◆ What this task involves ◆
Write out, word for word, every line in the data below from the one containing "filename hostsweep-core/src/wordlist.rs" to the one containing "pub fn normalize_newlines(content: &str)", both of them included.

[Collected data entries]
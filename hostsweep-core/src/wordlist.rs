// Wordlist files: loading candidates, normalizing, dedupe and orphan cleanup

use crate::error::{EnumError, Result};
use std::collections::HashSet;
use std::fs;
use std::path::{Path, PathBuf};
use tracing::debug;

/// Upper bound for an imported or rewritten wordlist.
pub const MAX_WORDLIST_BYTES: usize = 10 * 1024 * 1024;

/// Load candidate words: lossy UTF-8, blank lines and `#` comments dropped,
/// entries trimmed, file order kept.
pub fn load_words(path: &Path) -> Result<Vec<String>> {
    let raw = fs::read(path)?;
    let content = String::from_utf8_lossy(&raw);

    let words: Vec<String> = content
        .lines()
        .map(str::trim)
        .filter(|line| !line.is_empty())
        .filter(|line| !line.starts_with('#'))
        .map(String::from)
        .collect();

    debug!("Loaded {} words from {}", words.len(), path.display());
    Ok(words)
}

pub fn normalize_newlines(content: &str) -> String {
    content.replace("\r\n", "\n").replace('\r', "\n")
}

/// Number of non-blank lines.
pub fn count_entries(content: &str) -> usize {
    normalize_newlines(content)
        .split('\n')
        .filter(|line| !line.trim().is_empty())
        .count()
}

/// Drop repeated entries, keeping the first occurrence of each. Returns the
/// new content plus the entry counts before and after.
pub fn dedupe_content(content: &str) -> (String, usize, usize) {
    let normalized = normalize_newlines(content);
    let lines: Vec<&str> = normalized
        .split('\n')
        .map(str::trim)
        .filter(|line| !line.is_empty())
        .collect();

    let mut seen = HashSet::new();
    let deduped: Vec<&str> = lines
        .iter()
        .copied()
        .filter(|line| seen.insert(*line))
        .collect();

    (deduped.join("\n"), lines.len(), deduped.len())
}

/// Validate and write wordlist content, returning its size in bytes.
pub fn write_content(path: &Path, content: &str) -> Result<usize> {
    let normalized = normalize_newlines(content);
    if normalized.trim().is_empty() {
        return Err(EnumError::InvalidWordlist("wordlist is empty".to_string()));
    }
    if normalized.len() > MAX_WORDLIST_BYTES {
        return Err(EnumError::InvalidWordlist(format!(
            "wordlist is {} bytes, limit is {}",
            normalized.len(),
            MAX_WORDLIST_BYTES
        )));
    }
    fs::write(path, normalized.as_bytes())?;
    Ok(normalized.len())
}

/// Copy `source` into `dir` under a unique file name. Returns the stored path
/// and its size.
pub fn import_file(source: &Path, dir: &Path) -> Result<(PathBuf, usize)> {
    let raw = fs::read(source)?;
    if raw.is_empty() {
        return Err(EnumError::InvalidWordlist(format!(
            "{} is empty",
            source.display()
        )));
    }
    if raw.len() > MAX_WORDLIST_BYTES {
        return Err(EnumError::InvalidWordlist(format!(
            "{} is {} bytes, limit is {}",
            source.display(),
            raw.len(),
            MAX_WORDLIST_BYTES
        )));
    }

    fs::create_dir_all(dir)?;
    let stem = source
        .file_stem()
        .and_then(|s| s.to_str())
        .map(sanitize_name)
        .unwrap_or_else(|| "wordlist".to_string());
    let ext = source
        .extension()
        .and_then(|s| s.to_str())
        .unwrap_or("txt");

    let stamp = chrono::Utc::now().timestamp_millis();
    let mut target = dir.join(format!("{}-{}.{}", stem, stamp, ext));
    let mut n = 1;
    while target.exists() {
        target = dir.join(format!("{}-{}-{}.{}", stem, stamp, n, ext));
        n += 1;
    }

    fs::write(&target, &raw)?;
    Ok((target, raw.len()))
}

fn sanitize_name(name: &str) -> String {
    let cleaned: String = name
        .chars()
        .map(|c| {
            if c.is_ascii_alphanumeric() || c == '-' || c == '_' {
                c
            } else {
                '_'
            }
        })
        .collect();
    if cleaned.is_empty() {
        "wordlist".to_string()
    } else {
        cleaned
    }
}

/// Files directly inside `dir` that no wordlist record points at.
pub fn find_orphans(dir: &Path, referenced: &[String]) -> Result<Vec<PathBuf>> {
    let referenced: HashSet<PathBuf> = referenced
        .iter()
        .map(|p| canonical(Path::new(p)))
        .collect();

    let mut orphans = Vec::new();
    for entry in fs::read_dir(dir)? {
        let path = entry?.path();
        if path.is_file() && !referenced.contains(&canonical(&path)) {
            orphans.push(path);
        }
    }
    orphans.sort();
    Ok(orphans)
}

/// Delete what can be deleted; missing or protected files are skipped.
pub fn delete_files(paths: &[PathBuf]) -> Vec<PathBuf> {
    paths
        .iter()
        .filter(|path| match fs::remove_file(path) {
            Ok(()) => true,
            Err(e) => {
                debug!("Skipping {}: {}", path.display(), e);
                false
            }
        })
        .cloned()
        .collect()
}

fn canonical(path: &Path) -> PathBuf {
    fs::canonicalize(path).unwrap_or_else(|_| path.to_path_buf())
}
==
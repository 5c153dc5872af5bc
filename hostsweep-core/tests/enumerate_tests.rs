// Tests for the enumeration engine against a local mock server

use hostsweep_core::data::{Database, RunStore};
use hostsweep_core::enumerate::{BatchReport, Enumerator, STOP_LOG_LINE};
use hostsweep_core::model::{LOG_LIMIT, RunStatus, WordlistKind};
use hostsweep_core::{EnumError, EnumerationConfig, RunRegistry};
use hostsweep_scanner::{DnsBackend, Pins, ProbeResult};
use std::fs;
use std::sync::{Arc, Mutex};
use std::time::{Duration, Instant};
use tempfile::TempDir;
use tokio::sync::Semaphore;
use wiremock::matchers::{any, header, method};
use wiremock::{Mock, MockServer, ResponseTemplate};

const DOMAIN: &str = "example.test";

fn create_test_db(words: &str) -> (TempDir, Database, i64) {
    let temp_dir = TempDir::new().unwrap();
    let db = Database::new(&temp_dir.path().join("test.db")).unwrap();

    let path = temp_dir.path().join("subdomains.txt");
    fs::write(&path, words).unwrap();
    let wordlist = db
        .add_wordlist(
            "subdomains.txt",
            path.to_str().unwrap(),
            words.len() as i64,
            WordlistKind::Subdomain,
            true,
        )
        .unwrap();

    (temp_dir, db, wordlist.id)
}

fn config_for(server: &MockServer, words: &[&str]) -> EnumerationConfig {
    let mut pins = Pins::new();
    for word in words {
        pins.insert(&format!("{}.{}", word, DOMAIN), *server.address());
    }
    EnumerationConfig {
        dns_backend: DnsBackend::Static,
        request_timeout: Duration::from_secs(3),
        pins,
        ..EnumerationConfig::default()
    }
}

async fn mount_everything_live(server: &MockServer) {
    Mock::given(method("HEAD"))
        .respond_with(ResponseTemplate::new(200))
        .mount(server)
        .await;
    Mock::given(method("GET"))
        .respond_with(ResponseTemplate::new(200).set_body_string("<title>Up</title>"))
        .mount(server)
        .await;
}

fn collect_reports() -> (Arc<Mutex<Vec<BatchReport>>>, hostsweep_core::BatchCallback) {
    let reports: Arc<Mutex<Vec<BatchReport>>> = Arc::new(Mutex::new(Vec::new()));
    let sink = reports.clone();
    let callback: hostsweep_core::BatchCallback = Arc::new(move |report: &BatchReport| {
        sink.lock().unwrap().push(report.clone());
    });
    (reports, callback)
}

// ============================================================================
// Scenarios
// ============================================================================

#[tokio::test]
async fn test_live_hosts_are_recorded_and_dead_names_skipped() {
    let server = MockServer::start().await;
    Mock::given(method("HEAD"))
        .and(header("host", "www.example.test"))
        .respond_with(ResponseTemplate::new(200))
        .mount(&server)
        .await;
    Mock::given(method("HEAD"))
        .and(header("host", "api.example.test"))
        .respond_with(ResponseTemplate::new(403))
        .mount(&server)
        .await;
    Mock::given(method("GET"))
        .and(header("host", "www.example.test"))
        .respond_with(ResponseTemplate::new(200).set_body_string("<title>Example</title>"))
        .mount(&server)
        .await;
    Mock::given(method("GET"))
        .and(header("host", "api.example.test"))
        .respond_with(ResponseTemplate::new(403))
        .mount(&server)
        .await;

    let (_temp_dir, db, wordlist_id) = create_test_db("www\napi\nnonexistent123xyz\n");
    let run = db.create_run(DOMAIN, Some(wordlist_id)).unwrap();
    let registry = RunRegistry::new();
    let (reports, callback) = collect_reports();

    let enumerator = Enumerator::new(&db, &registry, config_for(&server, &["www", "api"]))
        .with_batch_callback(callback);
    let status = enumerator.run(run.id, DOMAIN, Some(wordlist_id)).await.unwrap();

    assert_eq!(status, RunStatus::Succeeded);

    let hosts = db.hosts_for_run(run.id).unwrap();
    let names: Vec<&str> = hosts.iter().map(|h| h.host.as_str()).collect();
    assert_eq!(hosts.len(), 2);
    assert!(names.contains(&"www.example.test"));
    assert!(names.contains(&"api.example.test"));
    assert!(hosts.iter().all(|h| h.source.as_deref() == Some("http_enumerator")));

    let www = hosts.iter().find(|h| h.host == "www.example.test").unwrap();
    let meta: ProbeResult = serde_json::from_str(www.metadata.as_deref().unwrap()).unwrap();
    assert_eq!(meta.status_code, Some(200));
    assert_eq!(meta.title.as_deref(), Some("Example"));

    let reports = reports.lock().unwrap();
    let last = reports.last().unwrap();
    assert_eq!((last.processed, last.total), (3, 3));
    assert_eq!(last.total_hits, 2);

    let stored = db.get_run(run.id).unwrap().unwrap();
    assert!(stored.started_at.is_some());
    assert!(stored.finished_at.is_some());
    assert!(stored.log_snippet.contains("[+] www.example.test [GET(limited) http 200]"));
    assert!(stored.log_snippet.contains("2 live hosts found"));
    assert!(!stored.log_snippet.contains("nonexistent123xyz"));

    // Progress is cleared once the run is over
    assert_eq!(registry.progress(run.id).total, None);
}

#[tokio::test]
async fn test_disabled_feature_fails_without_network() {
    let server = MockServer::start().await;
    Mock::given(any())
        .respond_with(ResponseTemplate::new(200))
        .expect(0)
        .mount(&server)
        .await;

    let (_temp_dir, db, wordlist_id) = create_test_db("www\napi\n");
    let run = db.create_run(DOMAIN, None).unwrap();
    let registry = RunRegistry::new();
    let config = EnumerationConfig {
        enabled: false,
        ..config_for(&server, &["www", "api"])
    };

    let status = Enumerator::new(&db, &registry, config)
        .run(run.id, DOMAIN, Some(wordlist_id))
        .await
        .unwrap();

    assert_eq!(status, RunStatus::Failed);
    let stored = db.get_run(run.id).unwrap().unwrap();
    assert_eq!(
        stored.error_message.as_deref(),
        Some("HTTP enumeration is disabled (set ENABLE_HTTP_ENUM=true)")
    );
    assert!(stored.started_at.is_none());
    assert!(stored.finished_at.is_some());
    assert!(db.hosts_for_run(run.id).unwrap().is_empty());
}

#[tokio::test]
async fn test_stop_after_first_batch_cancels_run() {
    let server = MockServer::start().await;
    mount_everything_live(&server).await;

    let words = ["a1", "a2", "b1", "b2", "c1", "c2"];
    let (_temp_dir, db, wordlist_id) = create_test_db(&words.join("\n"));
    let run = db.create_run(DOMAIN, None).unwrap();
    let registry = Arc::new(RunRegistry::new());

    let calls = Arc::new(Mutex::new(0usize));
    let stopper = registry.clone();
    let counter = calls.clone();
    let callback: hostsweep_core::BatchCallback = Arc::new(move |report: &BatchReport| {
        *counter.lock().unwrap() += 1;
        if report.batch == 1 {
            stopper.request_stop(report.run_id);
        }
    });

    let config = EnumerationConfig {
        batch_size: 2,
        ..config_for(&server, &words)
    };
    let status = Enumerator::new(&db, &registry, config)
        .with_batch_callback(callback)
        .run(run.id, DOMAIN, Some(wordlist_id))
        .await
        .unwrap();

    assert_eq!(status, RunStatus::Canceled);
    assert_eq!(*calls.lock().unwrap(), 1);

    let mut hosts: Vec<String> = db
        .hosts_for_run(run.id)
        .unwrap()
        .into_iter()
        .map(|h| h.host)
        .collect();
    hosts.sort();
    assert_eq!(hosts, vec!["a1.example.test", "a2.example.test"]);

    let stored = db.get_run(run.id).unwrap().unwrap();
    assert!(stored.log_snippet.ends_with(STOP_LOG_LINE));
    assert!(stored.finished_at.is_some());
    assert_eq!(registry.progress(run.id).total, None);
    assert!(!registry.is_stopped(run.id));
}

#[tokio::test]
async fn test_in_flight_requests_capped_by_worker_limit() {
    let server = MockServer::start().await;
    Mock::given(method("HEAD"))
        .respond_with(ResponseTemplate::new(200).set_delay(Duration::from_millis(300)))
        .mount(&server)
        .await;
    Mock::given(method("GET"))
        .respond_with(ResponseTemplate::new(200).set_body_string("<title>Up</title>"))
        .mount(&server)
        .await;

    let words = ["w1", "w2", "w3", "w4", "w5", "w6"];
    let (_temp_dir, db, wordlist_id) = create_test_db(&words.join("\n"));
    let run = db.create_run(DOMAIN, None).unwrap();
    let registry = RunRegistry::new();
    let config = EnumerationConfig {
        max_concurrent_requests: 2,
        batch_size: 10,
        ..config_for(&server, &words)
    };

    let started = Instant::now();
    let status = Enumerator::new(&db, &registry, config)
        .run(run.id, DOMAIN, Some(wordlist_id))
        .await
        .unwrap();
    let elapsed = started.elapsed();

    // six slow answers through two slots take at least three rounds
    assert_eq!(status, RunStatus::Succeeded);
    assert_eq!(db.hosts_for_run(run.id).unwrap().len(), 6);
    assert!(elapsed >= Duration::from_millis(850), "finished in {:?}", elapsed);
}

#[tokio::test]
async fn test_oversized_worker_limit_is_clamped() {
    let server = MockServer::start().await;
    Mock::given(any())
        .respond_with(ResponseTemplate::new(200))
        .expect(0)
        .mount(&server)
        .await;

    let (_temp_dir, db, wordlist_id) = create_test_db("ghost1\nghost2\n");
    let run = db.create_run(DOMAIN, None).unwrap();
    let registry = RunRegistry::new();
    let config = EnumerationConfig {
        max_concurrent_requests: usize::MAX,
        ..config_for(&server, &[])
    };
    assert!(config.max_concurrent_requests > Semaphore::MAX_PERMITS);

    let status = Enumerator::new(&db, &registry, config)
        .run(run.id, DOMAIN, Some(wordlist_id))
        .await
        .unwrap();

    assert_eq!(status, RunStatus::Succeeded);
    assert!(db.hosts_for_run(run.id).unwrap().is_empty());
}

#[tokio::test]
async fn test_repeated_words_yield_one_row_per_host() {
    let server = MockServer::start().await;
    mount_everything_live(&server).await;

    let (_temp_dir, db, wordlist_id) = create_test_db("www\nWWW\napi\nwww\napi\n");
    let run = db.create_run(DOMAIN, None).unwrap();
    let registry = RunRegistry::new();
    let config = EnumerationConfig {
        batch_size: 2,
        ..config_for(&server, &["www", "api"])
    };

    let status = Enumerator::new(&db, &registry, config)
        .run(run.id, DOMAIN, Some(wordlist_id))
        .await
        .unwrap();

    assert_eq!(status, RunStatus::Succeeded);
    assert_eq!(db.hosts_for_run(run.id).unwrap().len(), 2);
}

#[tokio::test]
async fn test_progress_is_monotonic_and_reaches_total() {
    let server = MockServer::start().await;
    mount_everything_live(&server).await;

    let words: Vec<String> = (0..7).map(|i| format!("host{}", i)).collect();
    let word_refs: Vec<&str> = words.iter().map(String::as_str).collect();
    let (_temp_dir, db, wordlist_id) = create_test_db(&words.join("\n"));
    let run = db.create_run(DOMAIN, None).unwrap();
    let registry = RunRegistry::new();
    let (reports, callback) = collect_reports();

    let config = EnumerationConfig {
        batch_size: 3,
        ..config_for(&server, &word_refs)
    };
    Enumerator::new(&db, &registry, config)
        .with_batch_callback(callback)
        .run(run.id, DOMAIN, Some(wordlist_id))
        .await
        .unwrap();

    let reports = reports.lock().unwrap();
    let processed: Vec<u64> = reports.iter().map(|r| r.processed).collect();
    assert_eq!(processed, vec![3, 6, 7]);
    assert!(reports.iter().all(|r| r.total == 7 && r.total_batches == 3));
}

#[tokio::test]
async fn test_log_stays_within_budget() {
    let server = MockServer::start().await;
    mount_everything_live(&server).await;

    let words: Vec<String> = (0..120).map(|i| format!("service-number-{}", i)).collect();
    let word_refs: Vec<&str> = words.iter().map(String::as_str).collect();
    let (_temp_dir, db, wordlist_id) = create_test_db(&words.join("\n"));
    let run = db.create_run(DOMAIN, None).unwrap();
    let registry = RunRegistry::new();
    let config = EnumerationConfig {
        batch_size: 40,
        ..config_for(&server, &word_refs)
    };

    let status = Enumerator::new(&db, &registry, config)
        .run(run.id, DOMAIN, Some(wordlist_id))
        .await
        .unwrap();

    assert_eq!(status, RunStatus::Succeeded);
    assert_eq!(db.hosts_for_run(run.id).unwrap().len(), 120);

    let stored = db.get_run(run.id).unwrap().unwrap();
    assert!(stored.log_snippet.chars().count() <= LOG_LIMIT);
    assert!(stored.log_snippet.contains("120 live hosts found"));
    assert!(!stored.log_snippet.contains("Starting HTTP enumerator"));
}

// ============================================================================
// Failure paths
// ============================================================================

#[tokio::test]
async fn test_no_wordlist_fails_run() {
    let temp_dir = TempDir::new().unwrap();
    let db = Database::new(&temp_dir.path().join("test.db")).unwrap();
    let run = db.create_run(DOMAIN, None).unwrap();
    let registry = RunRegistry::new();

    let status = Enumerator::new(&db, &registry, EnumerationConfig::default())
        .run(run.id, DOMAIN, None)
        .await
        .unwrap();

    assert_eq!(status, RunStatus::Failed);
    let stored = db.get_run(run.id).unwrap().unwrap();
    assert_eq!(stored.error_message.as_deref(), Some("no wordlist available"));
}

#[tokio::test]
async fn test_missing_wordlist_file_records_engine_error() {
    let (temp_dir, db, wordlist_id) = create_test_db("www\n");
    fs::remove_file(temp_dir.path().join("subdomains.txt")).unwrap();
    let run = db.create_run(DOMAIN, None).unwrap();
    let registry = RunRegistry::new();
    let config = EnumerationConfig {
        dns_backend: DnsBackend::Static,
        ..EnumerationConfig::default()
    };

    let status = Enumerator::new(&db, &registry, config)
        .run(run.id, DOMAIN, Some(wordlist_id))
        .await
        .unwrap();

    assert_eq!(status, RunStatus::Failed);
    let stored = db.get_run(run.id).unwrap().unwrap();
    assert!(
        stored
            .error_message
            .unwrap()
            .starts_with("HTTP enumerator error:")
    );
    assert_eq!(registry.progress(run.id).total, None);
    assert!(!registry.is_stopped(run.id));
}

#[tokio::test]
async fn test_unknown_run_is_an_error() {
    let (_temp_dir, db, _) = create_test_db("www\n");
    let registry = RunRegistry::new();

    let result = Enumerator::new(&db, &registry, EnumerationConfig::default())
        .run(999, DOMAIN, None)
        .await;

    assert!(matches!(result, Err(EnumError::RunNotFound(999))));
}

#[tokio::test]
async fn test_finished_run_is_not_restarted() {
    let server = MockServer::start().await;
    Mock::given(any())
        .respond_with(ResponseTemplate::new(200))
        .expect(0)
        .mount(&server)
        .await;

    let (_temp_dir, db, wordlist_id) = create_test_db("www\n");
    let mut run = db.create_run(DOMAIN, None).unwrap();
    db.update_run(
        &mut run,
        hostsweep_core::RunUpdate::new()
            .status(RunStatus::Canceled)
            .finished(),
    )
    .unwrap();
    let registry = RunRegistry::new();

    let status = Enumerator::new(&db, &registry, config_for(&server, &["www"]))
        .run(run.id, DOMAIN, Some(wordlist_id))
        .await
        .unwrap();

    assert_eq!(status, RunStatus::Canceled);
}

◆ Solution for this task ◆
filename hostsweep-core/src/wordlist.rs
// Wordlist files: loading candidates, normalizing, dedupe and orphan cleanup

use crate::error::{EnumError, Result};
use std::collections::HashSet;
use std::fs;
use std::path::{Path, PathBuf};
use tracing::debug;

/// Upper bound for an imported or rewritten wordlist.
pub const MAX_WORDLIST_BYTES: usize = 10 * 1024 * 1024;

/// Load candidate words: lossy UTF-8, blank lines and `#` comments dropped,
/// entries trimmed, file order kept.
pub fn load_words(path: &Path) -> Result<Vec<String>> {
    let raw = fs::read(path)?;
    let content = String::from_utf8_lossy(&raw);

    let words: Vec<String> = content
        .lines()
        .map(str::trim)
        .filter(|line| !line.is_empty())
        .filter(|line| !line.starts_with('#'))
        .map(String::from)
        .collect();

    debug!("Loaded {} words from {}", words.len(), path.display());
    Ok(words)
}

pub fn normalize_newlines(content: &str) -> String {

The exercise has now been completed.